═══ MATERIALS PROVIDED ═══

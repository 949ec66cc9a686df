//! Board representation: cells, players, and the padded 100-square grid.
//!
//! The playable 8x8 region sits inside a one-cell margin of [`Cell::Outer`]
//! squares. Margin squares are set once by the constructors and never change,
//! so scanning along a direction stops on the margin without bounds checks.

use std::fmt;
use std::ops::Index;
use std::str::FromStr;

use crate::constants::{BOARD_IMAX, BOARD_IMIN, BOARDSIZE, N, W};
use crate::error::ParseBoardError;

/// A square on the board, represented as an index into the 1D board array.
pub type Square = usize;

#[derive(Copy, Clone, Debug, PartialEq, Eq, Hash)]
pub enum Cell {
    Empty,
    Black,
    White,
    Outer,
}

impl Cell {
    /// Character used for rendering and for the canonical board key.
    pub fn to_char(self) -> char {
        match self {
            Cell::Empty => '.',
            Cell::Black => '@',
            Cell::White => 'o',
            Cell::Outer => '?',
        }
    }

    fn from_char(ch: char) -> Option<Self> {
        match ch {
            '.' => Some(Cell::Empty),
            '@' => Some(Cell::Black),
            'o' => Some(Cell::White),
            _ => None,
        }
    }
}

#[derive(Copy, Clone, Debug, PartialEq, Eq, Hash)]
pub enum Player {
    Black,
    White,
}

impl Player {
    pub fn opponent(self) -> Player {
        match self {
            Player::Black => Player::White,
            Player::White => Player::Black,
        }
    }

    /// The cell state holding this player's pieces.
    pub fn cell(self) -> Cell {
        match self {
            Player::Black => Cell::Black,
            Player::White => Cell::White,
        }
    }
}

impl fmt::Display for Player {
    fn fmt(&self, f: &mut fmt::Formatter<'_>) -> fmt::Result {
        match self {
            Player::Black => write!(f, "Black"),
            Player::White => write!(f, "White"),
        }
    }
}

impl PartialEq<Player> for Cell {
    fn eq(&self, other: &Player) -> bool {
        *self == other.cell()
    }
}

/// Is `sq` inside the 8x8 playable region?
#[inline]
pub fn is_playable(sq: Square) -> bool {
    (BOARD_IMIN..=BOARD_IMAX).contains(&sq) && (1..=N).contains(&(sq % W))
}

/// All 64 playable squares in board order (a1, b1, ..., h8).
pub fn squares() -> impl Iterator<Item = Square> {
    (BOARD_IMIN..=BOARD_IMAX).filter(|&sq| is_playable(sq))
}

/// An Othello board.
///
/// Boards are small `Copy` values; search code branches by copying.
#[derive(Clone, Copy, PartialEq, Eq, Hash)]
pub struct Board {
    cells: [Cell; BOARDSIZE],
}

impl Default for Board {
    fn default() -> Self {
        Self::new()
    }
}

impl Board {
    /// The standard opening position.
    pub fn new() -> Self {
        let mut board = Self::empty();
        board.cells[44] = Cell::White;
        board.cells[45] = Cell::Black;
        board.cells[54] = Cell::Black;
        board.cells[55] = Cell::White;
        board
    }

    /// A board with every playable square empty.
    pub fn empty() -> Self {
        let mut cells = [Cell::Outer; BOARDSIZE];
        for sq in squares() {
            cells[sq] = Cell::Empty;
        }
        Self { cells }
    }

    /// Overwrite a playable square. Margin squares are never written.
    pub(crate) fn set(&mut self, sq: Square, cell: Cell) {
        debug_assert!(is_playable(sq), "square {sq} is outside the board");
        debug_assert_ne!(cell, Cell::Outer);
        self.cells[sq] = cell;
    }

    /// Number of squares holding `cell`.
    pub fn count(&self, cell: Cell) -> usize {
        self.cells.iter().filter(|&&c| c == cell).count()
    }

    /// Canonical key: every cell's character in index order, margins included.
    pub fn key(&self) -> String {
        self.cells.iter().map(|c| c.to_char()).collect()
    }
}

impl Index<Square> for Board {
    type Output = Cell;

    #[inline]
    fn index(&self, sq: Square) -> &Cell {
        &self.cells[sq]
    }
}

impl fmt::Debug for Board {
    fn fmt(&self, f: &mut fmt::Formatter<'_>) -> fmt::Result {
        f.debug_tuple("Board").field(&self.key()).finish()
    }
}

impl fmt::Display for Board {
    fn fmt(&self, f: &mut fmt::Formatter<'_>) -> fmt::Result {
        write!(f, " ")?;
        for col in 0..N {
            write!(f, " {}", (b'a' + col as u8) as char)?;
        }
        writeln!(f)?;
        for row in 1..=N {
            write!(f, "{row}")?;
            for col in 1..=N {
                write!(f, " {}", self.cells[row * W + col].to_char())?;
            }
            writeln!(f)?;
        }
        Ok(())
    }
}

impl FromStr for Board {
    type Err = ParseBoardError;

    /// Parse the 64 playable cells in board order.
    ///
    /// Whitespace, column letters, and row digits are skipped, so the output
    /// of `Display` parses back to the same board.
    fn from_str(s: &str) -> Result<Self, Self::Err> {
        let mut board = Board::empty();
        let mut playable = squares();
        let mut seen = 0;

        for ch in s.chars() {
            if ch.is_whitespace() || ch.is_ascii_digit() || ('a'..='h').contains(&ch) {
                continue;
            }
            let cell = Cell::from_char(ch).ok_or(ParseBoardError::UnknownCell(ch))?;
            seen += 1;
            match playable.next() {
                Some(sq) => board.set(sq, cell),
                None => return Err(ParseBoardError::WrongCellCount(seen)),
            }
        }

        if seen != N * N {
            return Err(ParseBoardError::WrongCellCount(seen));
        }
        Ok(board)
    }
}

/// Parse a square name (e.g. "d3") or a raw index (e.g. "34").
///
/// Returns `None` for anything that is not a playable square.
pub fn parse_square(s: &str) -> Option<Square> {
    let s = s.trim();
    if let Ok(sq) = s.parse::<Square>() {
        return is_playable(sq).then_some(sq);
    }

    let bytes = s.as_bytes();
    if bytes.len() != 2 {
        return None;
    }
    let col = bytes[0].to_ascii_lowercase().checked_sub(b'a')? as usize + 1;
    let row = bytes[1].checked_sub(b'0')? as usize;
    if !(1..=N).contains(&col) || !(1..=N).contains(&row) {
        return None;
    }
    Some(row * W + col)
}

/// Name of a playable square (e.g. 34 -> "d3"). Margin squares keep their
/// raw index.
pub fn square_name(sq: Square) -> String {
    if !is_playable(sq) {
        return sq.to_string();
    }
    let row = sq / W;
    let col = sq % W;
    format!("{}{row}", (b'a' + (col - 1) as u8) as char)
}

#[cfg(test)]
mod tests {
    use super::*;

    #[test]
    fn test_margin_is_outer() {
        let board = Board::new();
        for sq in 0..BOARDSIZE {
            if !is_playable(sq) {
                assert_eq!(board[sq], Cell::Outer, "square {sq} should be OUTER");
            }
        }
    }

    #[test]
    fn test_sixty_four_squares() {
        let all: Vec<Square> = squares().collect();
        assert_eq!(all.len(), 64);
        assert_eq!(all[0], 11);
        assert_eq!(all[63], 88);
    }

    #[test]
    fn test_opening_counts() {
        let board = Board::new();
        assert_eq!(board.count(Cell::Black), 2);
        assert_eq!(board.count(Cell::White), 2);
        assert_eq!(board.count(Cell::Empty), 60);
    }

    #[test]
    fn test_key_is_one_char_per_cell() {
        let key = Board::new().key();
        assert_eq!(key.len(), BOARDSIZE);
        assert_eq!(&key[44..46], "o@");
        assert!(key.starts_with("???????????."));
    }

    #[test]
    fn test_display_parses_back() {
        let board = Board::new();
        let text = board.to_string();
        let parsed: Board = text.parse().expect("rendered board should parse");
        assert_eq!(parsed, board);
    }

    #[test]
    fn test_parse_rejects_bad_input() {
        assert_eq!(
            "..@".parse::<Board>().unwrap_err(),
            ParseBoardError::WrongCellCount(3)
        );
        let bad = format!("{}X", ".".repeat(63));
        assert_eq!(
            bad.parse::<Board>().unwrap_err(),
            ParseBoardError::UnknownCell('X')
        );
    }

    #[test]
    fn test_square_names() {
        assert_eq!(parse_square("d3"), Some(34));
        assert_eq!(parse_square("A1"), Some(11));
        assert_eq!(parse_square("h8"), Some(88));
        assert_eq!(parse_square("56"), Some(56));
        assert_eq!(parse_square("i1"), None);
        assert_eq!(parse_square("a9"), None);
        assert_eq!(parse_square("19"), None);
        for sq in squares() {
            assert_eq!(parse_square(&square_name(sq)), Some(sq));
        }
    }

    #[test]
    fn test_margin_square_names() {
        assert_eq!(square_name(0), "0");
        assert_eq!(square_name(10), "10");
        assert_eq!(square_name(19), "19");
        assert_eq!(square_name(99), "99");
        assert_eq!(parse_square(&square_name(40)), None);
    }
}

═══
═══ MATERIALS PROVIDED ═══

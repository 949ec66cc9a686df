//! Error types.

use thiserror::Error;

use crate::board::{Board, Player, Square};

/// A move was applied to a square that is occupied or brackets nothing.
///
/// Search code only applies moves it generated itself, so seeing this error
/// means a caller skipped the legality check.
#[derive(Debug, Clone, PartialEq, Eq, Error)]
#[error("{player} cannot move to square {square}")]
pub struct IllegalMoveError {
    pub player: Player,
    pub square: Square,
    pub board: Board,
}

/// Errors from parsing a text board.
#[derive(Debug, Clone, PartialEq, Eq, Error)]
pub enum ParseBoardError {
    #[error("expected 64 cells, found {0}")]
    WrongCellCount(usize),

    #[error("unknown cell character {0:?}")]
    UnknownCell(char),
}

═══

▶ **REQUIRED WORK**:
Count the lines above that contain the word "every", and reply with only that number.

▶ **EXERCISE RESPONSE**:
2